Un reconocimiento simbólico sin fuerza legal
El avance en el Senado de la República para reconocer el 9 de marzo como 'Día Nacional Sin Nosotras' representa un gesto político significativo, pero carece de implicaciones prácticas inmediatas en el ámbito laboral. La iniciativa busca visibilizar la contribución esencial de las mujeres en la economía y la sociedad, sin modificar el calendario oficial de días de descanso obligatorio. En marzo de 2026, el único feriado reconocido por ley sigue siendo el tercer lunes del mes, correspondiente al 16 de marzo por el natalicio de Benito Juárez. Esta disociación entre el reconocimiento legislativo y la realidad normativa genera incertidumbre entre las trabajadoras y estudiantes que contemplan sumarse a la protesta.
El marco legal: ausencias y sus consecuencias
La Ley Federal del Trabajo establece parámetros claros respecto a las faltas. Una empresa puede rescindir un contrato sin responsabilidad solo cuando el trabajador acumula más de tres faltas injustificadas en un periodo de treinta días. Por lo tanto, una ausencia aislada el 9 de marzo no constituye causal directa de despido. Sin embargo, esta protección legal no implica inmunidad frente a otras sanciones. Las empresas tienen la facultad de registrar la falta como injustificada y descontar el salario correspondiente a la jornada no laborada. La clave reside en el carácter 'injustificado' de la ausencia, un estatus que puede evitarse con acuerdos previos.
La discrecionalidad institucional: un mosaico de posibilidades
Ante la falta de un mandato legal unificado, las consecuencias de faltar el 9M varían drásticamente según la política interna de cada organización. Algunas empresas e instituciones educativas han implementado mecanismos de flexibilidad, como permisos especiales, la opción de trabajar de manera remota, el uso de días de vacaciones o incluso ausencias con goce de sueldo. Estas medidas, sin embargo, son voluntarias y no están reglamentadas a nivel federal.
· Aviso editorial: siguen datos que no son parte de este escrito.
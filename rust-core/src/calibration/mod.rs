//! Calibration baseline
//!
//! Averages repeated sweeps into a reference baseline (mean and sample
//! standard deviation per grid point) and publishes it atomically.

pub mod shared;

pub use shared::SharedBaseline;

use std::time::Instant;

use ndarray::{Array1, Array2, ArrayView1, Axis};

use crate::error::PipelineError;
use crate::trace::{sweep_rate, Trace, TraceSource};

/// Minimum number of sweeps for a sample standard deviation
pub const MIN_CALIBRATION_SWEEPS: usize = 2;

/// Reference baseline built from `ave_num` sweeps on one frequency grid
#[derive(Debug, Clone, PartialEq)]
pub struct CalibrationBaseline {
    frequencies: Vec<f64>,
    average_magnitudes: Array1<f64>,
    average_phases: Array1<f64>,
    std_magnitudes: Array1<f64>,
    std_phases: Array1<f64>,
    sweeps: usize,
    sampling_rate: f64,
}

/// Sweep expressed relative to a calibration baseline
#[derive(Debug, Clone, PartialEq)]
pub struct RelativeSweep {
    pub frequencies: Vec<f64>,
    /// Magnitude minus baseline average, dB
    pub magnitudes: Vec<f64>,
    /// Phase minus baseline average, degrees
    pub phases: Vec<f64>,
}

impl CalibrationBaseline {
    /// Draw `ave_num` sweeps from `source` and average them
    ///
    /// The stored grid is the one of the last sweep drawn. A sweep taken on
    /// a different grid than its predecessor is rejected with `GridMismatch`.
    /// Acquisition failures abort the run and are returned unchanged.
    pub fn average<S: TraceSource + ?Sized>(
        source: &mut S,
        ave_num: usize,
    ) -> Result<Self, PipelineError> {
        if ave_num < MIN_CALIBRATION_SWEEPS {
            return Err(PipelineError::InsufficientSamples {
                requested: ave_num,
                required: MIN_CALIBRATION_SWEEPS,
            });
        }

        let start = Instant::now();
        let first = source.next_trace()?;
        let n = first.len();
        let mut magnitudes = Array2::<f64>::zeros((ave_num, n));
        let mut phases = Array2::<f64>::zeros((ave_num, n));

        let mut last = first;
        for i in 0..ave_num {
            if i > 0 {
                let next = source.next_trace()?;
                next.check_grid(last.frequencies())?;
                last = next;
            }
            magnitudes.row_mut(i).assign(&ArrayView1::from(last.magnitudes()));
            phases.row_mut(i).assign(&ArrayView1::from(last.phases()));
        }

        let sampling_rate = sweep_rate(ave_num, start.elapsed());
        log::info!("Calibration drew {} sweeps at {:.2} sweeps/s", ave_num, sampling_rate);

        Ok(Self::from_stacked(
            last.frequencies().to_vec(),
            &magnitudes,
            &phases,
            sampling_rate,
        ))
    }

    /// Build a baseline from already collected sweeps (rows = sweeps)
    fn from_stacked(
        frequencies: Vec<f64>,
        magnitudes: &Array2<f64>,
        phases: &Array2<f64>,
        sampling_rate: f64,
    ) -> Self {
        let sweeps = magnitudes.nrows();
        let n = frequencies.len();
        let zeros = || Array1::<f64>::zeros(n);

        Self {
            average_magnitudes: magnitudes.mean_axis(Axis(0)).unwrap_or_else(zeros),
            average_phases: phases.mean_axis(Axis(0)).unwrap_or_else(zeros),
            std_magnitudes: magnitudes.std_axis(Axis(0), 1.0),
            std_phases: phases.std_axis(Axis(0), 1.0),
            frequencies,
            sweeps,
            sampling_rate,
        }
    }

    pub fn frequencies(&self) -> &[f64] {
        &self.frequencies
    }

    pub fn average_magnitudes(&self) -> &Array1<f64> {
        &self.average_magnitudes
    }

    pub fn average_phases(&self) -> &Array1<f64> {
        &self.average_phases
    }

    pub fn std_magnitudes(&self) -> &Array1<f64> {
        &self.std_magnitudes
    }

    pub fn std_phases(&self) -> &Array1<f64> {
        &self.std_phases
    }

    /// Number of sweeps the baseline was built from
    pub fn sweeps(&self) -> usize {
        self.sweeps
    }

    /// Sweeps per second observed while calibrating (advisory only)
    pub fn sampling_rate(&self) -> f64 {
        self.sampling_rate
    }

    /// Express `trace` relative to this baseline
    pub fn relative(&self, trace: &Trace) -> Result<RelativeSweep, PipelineError> {
        trace.check_grid(&self.frequencies)?;

        let magnitudes = (&ArrayView1::from(trace.magnitudes()) - &self.average_magnitudes).to_vec();
        let phases = (&ArrayView1::from(trace.phases()) - &self.average_phases).to_vec();

        Ok(RelativeSweep {
            frequencies: trace.frequencies().to_vec(),
            magnitudes,
            phases,
        })
    }
}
Esta disparidad crea un escenario desigual donde la posibilidad de participar en el paro depende más de la voluntad del empleador o la institución educativa que de un derecho uniforme.
La prudencia como estrategia: recomendaciones ante la incertidumbre
Frente a este panorama ambiguo, la recomendación central de especialistas en derecho laboral es la consulta y la documentación. Antes de tomar la decisión de ausentarse, es crucial revisar el reglamento interno de la empresa o institución, conversar con el departamento de recursos humanos o con el supervisor directo, y clarificar las posibles consecuencias. Cualquier acuerdo alcanzado debe quedar registrado por escrito para evitar malentendidos posteriores. Esta aproximación prudente permite a las mujeres ejercer su derecho a la protesta de manera informada, minimizando el riesgo de represalias laborales o académicas en un marco legal que aún no se adapta plenamente a esta expresión de demanda social.
La protesta más allá del ausentismo
El debate en torno a las consecuencias laborales del 9 de marzo no debe opacar el significado central de la jornada: una protesta masiva contra la violencia de género y la desigualdad. 'Un Día Sin Nosotras' trasciende la mera ausencia física; es un acto político que busca evidenciar el vacío que dejaría la desaparición simbólica de las mujeres de todos los espacios públicos. La discusión sobre permisos y descuentos salariales, aunque necesaria, refleja la tensión entre una movilización social poderosa y unas estructuras laborales rígidas que aún no encuentran la forma de canalizar institucionalmente este reclamo histórico. El verdadero reto, a largo plazo, podría ser cómo integrar estas demandas de justicia y reconocimiento en la normativa, más allá de los gestos simbólicos.